*** Opening EXERCISE INPUT ***

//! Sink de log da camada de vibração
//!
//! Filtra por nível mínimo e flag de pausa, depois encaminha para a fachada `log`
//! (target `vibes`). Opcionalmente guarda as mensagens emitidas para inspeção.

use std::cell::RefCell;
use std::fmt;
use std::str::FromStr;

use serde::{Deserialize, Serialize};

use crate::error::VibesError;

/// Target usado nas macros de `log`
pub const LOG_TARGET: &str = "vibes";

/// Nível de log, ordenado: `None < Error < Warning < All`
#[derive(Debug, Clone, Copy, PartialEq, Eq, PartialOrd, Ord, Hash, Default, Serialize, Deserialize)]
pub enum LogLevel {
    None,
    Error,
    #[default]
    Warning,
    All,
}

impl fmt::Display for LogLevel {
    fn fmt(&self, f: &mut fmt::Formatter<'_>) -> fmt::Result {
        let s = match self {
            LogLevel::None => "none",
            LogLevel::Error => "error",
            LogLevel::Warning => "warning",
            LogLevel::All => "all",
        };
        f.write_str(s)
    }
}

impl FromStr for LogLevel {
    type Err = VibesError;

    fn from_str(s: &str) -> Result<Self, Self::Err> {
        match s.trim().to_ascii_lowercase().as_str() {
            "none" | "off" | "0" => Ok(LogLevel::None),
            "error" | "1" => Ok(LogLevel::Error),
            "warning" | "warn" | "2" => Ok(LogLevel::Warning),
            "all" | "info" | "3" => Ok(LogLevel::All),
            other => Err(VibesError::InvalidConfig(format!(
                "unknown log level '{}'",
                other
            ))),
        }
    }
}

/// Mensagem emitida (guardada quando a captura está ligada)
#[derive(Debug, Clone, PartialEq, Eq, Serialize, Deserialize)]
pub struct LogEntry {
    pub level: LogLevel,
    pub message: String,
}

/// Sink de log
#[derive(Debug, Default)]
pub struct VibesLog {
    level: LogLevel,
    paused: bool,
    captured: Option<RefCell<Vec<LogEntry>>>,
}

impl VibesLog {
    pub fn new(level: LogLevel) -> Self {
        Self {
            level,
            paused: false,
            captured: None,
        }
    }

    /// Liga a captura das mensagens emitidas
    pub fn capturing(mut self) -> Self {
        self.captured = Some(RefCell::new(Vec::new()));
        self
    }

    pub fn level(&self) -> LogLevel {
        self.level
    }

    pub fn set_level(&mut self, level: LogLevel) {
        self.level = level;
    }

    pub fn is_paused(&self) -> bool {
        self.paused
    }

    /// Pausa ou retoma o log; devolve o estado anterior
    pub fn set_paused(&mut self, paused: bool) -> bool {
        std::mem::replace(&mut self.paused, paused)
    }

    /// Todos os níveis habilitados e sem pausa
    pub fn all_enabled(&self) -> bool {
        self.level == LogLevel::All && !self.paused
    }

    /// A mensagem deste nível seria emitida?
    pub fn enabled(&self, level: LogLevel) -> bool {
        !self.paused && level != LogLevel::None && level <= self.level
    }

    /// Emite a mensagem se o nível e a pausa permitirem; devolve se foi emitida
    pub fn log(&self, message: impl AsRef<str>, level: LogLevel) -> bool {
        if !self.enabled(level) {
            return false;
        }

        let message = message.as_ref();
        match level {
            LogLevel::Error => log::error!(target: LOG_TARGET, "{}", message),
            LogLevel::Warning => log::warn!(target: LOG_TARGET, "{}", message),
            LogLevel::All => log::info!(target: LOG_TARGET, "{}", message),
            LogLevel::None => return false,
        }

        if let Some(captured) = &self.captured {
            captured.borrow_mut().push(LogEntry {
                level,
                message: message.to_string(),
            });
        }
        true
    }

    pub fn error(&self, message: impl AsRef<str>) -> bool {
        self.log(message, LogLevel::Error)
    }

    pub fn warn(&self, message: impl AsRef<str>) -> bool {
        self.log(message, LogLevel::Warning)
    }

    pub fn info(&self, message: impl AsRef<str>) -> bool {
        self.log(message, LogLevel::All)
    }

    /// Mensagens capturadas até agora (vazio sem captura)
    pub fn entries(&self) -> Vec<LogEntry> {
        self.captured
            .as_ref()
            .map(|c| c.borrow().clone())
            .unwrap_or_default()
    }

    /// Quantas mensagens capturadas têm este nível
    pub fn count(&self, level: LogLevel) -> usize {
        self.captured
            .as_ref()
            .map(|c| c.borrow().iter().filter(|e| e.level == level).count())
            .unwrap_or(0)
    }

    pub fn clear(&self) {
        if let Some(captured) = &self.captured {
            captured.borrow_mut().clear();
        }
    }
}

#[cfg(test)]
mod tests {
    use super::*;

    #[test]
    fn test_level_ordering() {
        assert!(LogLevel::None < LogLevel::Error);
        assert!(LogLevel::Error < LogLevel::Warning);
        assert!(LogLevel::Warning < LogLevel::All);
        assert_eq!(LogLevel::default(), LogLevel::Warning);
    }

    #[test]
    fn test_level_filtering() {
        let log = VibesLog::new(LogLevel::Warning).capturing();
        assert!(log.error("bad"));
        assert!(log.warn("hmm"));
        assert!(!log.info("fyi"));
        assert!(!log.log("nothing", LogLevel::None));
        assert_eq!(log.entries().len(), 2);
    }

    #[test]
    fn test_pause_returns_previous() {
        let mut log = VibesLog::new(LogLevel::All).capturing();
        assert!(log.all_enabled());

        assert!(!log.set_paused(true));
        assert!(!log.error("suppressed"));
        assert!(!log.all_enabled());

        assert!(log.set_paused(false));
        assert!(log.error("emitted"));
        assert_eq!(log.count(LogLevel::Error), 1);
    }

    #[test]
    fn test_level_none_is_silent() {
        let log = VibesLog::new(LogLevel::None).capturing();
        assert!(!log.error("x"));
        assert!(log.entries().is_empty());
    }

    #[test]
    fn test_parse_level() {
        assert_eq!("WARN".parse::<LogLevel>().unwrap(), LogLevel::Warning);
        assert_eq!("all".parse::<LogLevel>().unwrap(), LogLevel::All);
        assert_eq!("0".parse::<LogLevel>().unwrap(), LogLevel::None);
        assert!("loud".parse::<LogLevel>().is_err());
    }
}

*** Closing EXERCISE INPUT ***

*EXERCISE BRIEF*. Transcribe the full set of records precisely.

*RESULT*.
//! Sink de log da camada de vibração
//!
//! Filtra por nível mínimo e flag de pausa, depois encaminha para a fachada `log`
//! (target `vibes`). Opcionalmente guarda as mensagens emitidas para inspeção.

use std::cell::RefCell;
use std::fmt;
use std::str::FromStr;

use serde::{Deserialize, Serialize};

use crate::error::VibesError;

/// Target usado nas macros de `log`
pub const LOG_TARGET: &str = "vibes";

/// Nível de log, ordenado: `None < Error < Warning < All`
#[derive(Debug, Clone, Copy, PartialEq, Eq, PartialOrd, Ord, Hash, Default, Serialize, Deserialize)]
pub enum LogLevel {
    None,
    Error,
    #[default]
    Warning,
    All,
}

impl fmt::Display for LogLevel {
    fn fmt(&self, f: &mut fmt::Formatter<'_>) -> fmt::Result {
        let s = match self {
            LogLevel::None => "none",
            LogLevel::Error => "error",
            LogLevel::Warning => "warning",
            LogLevel::All => "all",
        };
        f.write_str(s)
    }
}

impl FromStr for LogLevel {
    type Err = VibesError;

    fn from_str(s: &str) -> Result<Self, Self::Err> {
        match s.trim().to_ascii_lowercase().as_str() {
            "none" | "off" | "0" => Ok(LogLevel::None),
            "error" | "1" => Ok(LogLevel::Error),
            "warning" | "warn" | "2" => Ok(LogLevel::Warning),
            "all" | "info" | "3" => Ok(LogLevel::All),
            other => Err(VibesError::InvalidConfig(format!(
                "unknown log level '{}'",
                other
            ))),
        }
    }
}

/// Mensagem emitida (guardada quando a captura está ligada)
#[derive(Debug, Clone, PartialEq, Eq, Serialize, Deserialize)]
pub struct LogEntry {
    pub level: LogLevel,
    pub message: String,
}

/// Sink de log
#[derive(Debug, Default)]
pub struct VibesLog {
    level: LogLevel,
    paused: bool,
    captured: Option<RefCell<Vec<LogEntry>>>,
}

impl VibesLog {
    pub fn new(level: LogLevel) -> Self {
        Self {
            level,
            paused: false,
            captured: None,
        }
    }

    /// Liga a captura das mensagens emitidas
    pub fn capturing(mut self) -> Self {
        self.captured = Some(RefCell::new(Vec::new()));
        self
    }

    pub fn level(&self) -> LogLevel {
        self.level
    }

    pub fn set_level(&mut self, level: LogLevel) {
        self.level = level;
    }

    pub fn is_paused(&self) -> bool {
        self.paused
    }

    /// Pausa ou retoma o log; devolve o estado anterior
    pub fn set_paused(&mut self, paused: bool) -> bool {
        std::mem::replace(&mut self.paused, paused)
    }

    /// Todos os níveis habilitados e sem pausa
    pub fn all_enabled(&self) -> bool {
        self.level == LogLevel::All && !self.paused
    }

    /// A mensagem deste nível seria emitida?
    pub fn enabled(&self, level: LogLevel) -> bool {
        !self.paused && level != LogLevel::None && level <= self.level
    }

    /// Emite a mensagem se o nível e a pausa permitirem; devolve se foi emitida
    pub fn log(&self, message: impl AsRef<str>, level: LogLevel) -> bool {
        if !self.enabled(level) {
            return false;
        }

        let message = message.as_ref();
        match level {
            LogLevel::Error => log::error!(target: LOG_TARGET, "{}", message),
            LogLevel::Warning => log::warn!(target: LOG_TARGET, "{}", message),
            LogLevel::All => log::info!(target: LOG_TARGET, "{}", message),
            LogLevel::None => return false,
        }

        if let Some(captured) = &self.captured {
            captured.borrow_mut().push(LogEntry {
                level,
                message: message.to_string(),
            });
        }
        true
    }

    pub fn error(&self, message: impl AsRef<str>) -> bool {
        self.log(message, LogLevel::Error)
    }

    pub fn warn(&self, message: impl AsRef<str>) -> bool {
        self.log(message, LogLevel::Warning)
    }

    pub fn info(&self, message: impl AsRef<str>) -> bool {
        self.log(message, LogLevel::All)
    }

    /// Mensagens capturadas até agora (vazio sem captura)
    pub fn entries(&self) -> Vec<LogEntry> {
        self.captured
            .as_ref()
            .map(|c| c.borrow().clone())
            .unwrap_or_default()
    }

    /// Quantas mensagens capturadas têm este nível
    pub fn count(&self, level: LogLevel) -> usize {
        self.captured
            .as_ref()
            .map(|c| c.borrow().iter().filter(|e| e.level == level).count())
            .unwrap_or(0)
    }

    pub fn clear(&self) {
        if let Some(captured) = &self.captured {
            captured.borrow_mut().clear();
        }
    }
}

#[cfg(test)]
mod tests {
    use super::*;

    #[test]
    fn test_level_ordering() {
        assert!(LogLevel::None < LogLevel::Error);
        assert!(LogLevel::Error < LogLevel::Warning);
        assert!(LogLevel::Warning < LogLevel::All);
        assert_eq!(LogLevel::default(), LogLevel::Warning);
    }

    #[test]
    fn test_level_filtering() {
        let log = VibesLog::new(LogLevel::Warning).capturing();
        assert!(log.error("bad"));
        assert!(log.warn("hmm"));
        assert!(!log.info("fyi"));
        assert!(!log.log("nothing", LogLevel::None));
        assert_eq!(log.entries().len(), 2);
    }

    #[test]
    fn test_pause_returns_previous() {
        let mut log = VibesLog::new(LogLevel::All).capturing();
        assert!(log.all_enabled());

        assert!(!log.set_paused(true));
        assert!(!log.error("suppressed"));
        assert!(!log.all_enabled());

        assert!(log.set_paused(false));
        assert!(log.error("emitted"));
        assert_eq!(log.count(LogLevel::Error), 1);
    }

    #[test]
    fn test_level_none_is_silent() {
        let log = VibesLog::new(LogLevel::None).capturing();
        assert!(!log.error("x"));
        assert!(log.entries().is_empty());
    }

    #[test]
    fn test_parse_level() {
        assert_eq!("WARN".parse::<LogLevel>().unwrap(), LogLevel::Warning);
        assert_eq!("all".parse::<LogLevel>().unwrap(), LogLevel::All);
        assert_eq!("0".parse::<LogLevel>().unwrap(), LogLevel::None);
        assert!("loud".parse::<LogLevel>().is_err());
    }
}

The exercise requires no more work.